** Aim of the task **
Lines from the beginning of the entries up to and including the one with "EventSink> AnimationController<R, S>" must be duplicated word for word; leave out all others.

** Material supplied **
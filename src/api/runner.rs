use std::rc::Rc;

use futures::channel::oneshot;
use tracing::{trace, warn};

use crate::error::{AnimationError, AnimationResult};
use crate::render::{TransitionDirective, TransitionRenderer};

use super::controller::{AnimationController, Phase};
use super::events::{AnimationEvent, EventSink};
use super::request::RequestHandle;

/// Executes queued transitions strictly in sequence.
///
/// One renderer call is in flight at a time; the runner awaits each before
/// dispatching the next and brackets every call with the per-frame
/// notifications.
pub(super) struct TransitionRunner;

impl TransitionRunner {
    pub(super) async fn run<R: TransitionRenderer, S: EventSink>(
        controller: &AnimationController<R, S>,
        directive: TransitionDirective,
    ) -> AnimationResult<()> {
        trace!(traces = ?directive.traces, "dispatch transition");
        controller.sink.notify(AnimationEvent::Transitioning);
        let result = controller.renderer.transition(directive).await;
        if result.is_ok() {
            controller.sink.notify(AnimationEvent::Transitioned);
        }
        result
    }
}

impl<R: TransitionRenderer, S: EventSink> AnimationController<R, S> {
    /// Awaits the request bound to `receiver`, driving the shared queue if
    /// no other caller future currently does.
    ///
    /// The first future polled while no drain is active becomes the drain
    /// loop and keeps executing queued work (its own and later callers')
    /// until the queue empties; every other future merely awaits its
    /// completion channel.
    pub(super) async fn drive(
        &self,
        mut receiver: oneshot::Receiver<AnimationResult<()>>,
    ) -> AnimationResult<()> {
        if let Some(result) = settled(&mut receiver) {
            return result;
        }

        let claimed = {
            let mut state = self.state.borrow_mut();
            if state.draining {
                false
            } else {
                state.draining = true;
                true
            }
        };

        if claimed {
            self.drain().await;
            // The drain ran until the queue emptied, so this request was
            // either executed or displaced; both settle the channel.
            settled(&mut receiver).unwrap_or(Err(AnimationError::Interrupted))
        } else {
            match receiver.await {
                Ok(result) => result,
                Err(oneshot::Canceled) => Err(AnimationError::Interrupted),
            }
        }
    }

    /// The coordinating loop: dequeues and runs transitions until the
    /// queue is empty, settling each request as its last frame finishes.
    async fn drain(&self) {
        let guard = DrainGuard {
            controller: self,
            armed: true,
        };

        loop {
            let next = self.state.borrow_mut().queue.dequeue_next();
            let Some(item) = next else {
                break;
            };
            self.state.borrow_mut().current = Some(Rc::clone(&item.request));
            let result = TransitionRunner::run(self, item.directive).await;
            self.state.borrow_mut().current = None;
            self.finish_transition(&item.request, result);
        }

        guard.release();
    }

    fn finish_transition(&self, request: &Rc<RequestHandle>, result: AnimationResult<()>) {
        match result {
            Ok(()) => {
                let last_of_request = request.finish_one();
                let drained = self.leave_running_if_drained();
                if drained {
                    self.sink.notify(AnimationEvent::Animated);
                }
                if last_of_request {
                    request.settle(Ok(()));
                }
            }
            Err(error) => {
                warn!(error = %error, "transition failed; skipping request remainder");
                self.state.borrow_mut().queue.discard_request(request);
                let drained = self.leave_running_if_drained();
                if drained {
                    self.sink.notify(AnimationEvent::Animated);
                }
                request.settle(Err(error));
            }
        }
    }

    /// Running -> Idle edge; returns true when it fired.
    fn leave_running_if_drained(&self) -> bool {
        let mut state = self.state.borrow_mut();
        if state.queue.is_empty() && state.phase == Phase::Running {
            state.phase = Phase::Idle;
            true
        } else {
            false
        }
    }
}

/// Restores scheduler invariants when a driving future is dropped
/// mid-flight: the aborted in-flight request rejects as interrupted and
/// the drain lock is released so the next call resumes the queue.
struct DrainGuard<'a, R: TransitionRenderer, S: EventSink> {
    controller: &'a AnimationController<R, S>,
    armed: bool,
}

impl<R: TransitionRenderer, S: EventSink> DrainGuard<'_, R, S> {
    fn release(mut self) {
        self.armed = false;
        self.controller.state.borrow_mut().draining = false;
    }
}

impl<R: TransitionRenderer, S: EventSink> Drop for DrainGuard<'_, R, S> {
    fn drop(&mut self) {
        if !self.armed {
            return;
        }
        let aborted = {
            let mut state = self.controller.state.borrow_mut();
            state.draining = false;
            if state.queue.is_empty() {
                state.phase = Phase::Idle;
            }
            state.current.take()
        };
        if let Some(request) = aborted {
            self.controller
                .sink
                .notify(AnimationEvent::AnimationInterrupted);
            request.settle(Err(AnimationError::Interrupted));
        }
    }
}

fn settled(
    receiver: &mut oneshot::Receiver<AnimationResult<()>>,
) -> Option<AnimationResult<()>> {
    match receiver.try_recv() {
        Ok(Some(result)) => Some(result),
        Ok(None) => None,
        Err(oneshot::Canceled) => Some(Err(AnimationError::Interrupted)),
    }
}
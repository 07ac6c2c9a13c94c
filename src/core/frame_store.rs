use indexmap::IndexMap;
use tracing::{debug, trace};

use crate::error::{AnimationError, AnimationResult};

use super::{Frame, FrameDefinition};

/// Selects frames for an animation: one frame-or-group name, or an explicit
/// ordered list of frame names.
#[derive(Debug, Clone, PartialEq, Eq)]
pub enum FrameSelector {
    Single(String),
    List(Vec<String>),
}

impl From<&str> for FrameSelector {
    fn from(name: &str) -> Self {
        Self::Single(name.to_owned())
    }
}

impl From<String> for FrameSelector {
    fn from(name: String) -> Self {
        Self::Single(name)
    }
}

impl From<Vec<String>> for FrameSelector {
    fn from(names: Vec<String>) -> Self {
        Self::List(names)
    }
}

impl From<&[&str]> for FrameSelector {
    fn from(names: &[&str]) -> Self {
        Self::List(names.iter().map(|name| (*name).to_owned()).collect())
    }
}

impl<const N: usize> From<[&str; N]> for FrameSelector {
    fn from(names: [&str; N]) -> Self {
        Self::from(names.as_slice())
    }
}

/// Order-preserving store of named [`Frame`] definitions and the group
/// sequences derived from them.
#[derive(Debug, Default)]
pub struct FrameStore {
    frames: IndexMap<String, Frame>,
    /// Group tag -> member frame names, in first-submission order.
    groups: IndexMap<String, Vec<String>>,
    generated_names: u64,
}

impl FrameStore {
    #[must_use]
    pub fn new() -> Self {
        Self::default()
    }

    /// Upserts each definition by name, merging supplied fields over any
    /// existing frame of the same name. Anonymous definitions receive a
    /// generated `frame N` name that skips names already taken.
    pub fn add_frames(&mut self, definitions: Vec<FrameDefinition>) {
        for definition in definitions {
            let name = match definition.name.clone() {
                Some(name) => name,
                None => self.next_generated_name(),
            };
            self.upsert(name, definition);
        }
        debug!(
            frames = self.frames.len(),
            groups = self.groups.len(),
            "frame store updated"
        );
    }

    /// Resolves a selector to an ordered frame sequence.
    ///
    /// Resolution is all-or-nothing: an unknown group name, or any unknown
    /// frame name in a list, fails without partial results.
    pub fn resolve(&self, selector: &FrameSelector) -> AnimationResult<Vec<Frame>> {
        match selector {
            FrameSelector::Single(name) => {
                if let Some(members) = self.groups.get(name) {
                    members.iter().map(|member| self.lookup(member)).collect()
                } else if let Some(frame) = self.frames.get(name) {
                    Ok(vec![frame.clone()])
                } else {
                    Err(AnimationError::NotFound { name: name.clone() })
                }
            }
            FrameSelector::List(names) => {
                names.iter().map(|name| self.lookup(name)).collect()
            }
        }
    }

    #[must_use]
    pub fn frame(&self, name: &str) -> Option<&Frame> {
        self.frames.get(name)
    }

    #[must_use]
    pub fn frame_count(&self) -> usize {
        self.frames.len()
    }

    /// Member frame names of `group`, in first-submission order.
    #[must_use]
    pub fn group(&self, group: &str) -> Option<&[String]> {
        self.groups.get(group).map(Vec::as_slice)
    }

    #[must_use]
    pub fn group_names(&self) -> Vec<&str> {
        self.groups.keys().map(String::as_str).collect()
    }

    fn lookup(&self, name: &str) -> AnimationResult<Frame> {
        self.frames
            .get(name)
            .cloned()
            .ok_or_else(|| AnimationError::NotFound {
                name: name.to_owned(),
            })
    }

    fn upsert(&mut self, name: String, definition: FrameDefinition) {
        if let Some(existing) = self.frames.get_mut(&name) {
            let previous_group = existing.group.clone();
            existing.merge(definition);
            let next_group = existing.group.clone();
            if previous_group != next_group {
                if let Some(previous) = previous_group {
                    self.leave_group(&previous, &name);
                }
                if let Some(next) = next_group {
                    self.join_group(next, &name);
                }
            }
            trace!(frame = %name, "merged frame definition");
        } else {
            let frame = Frame::from_definition(name.clone(), definition);
            let group = frame.group.clone();
            self.frames.insert(name.clone(), frame);
            if let Some(group) = group {
                self.join_group(group, &name);
            }
            trace!(frame = %name, "inserted frame");
        }
    }

    fn join_group(&mut self, group: String, name: &str) {
        let members = self.groups.entry(group).or_default();
        if !members.iter().any(|member| member == name) {
            members.push(name.to_owned());
        }
    }

    fn leave_group(&mut self, group: &str, name: &str) {
        if let Some(members) = self.groups.get_mut(group) {
            members.retain(|member| member != name);
            if members.is_empty() {
                self.groups.shift_remove(group);
            }
        }
    }

    fn next_generated_name(&mut self) -> String {
        loop {
            let candidate = format!("frame {}", self.generated_names);
            self.generated_names += 1;
            if !self.frames.contains_key(&candidate) {
                return candidate;
            }
        }
    }
}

** Answer to the problem **
filename src/api/runner.rs
use std::rc::Rc;

use futures::channel::oneshot;
use tracing::{trace, warn};

use crate::error::{AnimationError, AnimationResult};
use crate::render::{TransitionDirective, TransitionRenderer};

use super::controller::{AnimationController, Phase};
use super::events::{AnimationEvent, EventSink};
use super::request::RequestHandle;

/// Executes queued transitions strictly in sequence.
///
/// One renderer call is in flight at a time; the runner awaits each before
/// dispatching the next and brackets every call with the per-frame
/// notifications.
pub(super) struct TransitionRunner;

impl TransitionRunner {
    pub(super) async fn run<R: TransitionRenderer, S: EventSink>(
        controller: &AnimationController<R, S>,
        directive: TransitionDirective,
    ) -> AnimationResult<()> {
        trace!(traces = ?directive.traces, "dispatch transition");
        controller.sink.notify(AnimationEvent::Transitioning);
        let result = controller.renderer.transition(directive).await;
        if result.is_ok() {
            controller.sink.notify(AnimationEvent::Transitioned);
        }
        result
    }
}

impl<R: TransitionRenderer, S: EventSink> AnimationController<R, S> {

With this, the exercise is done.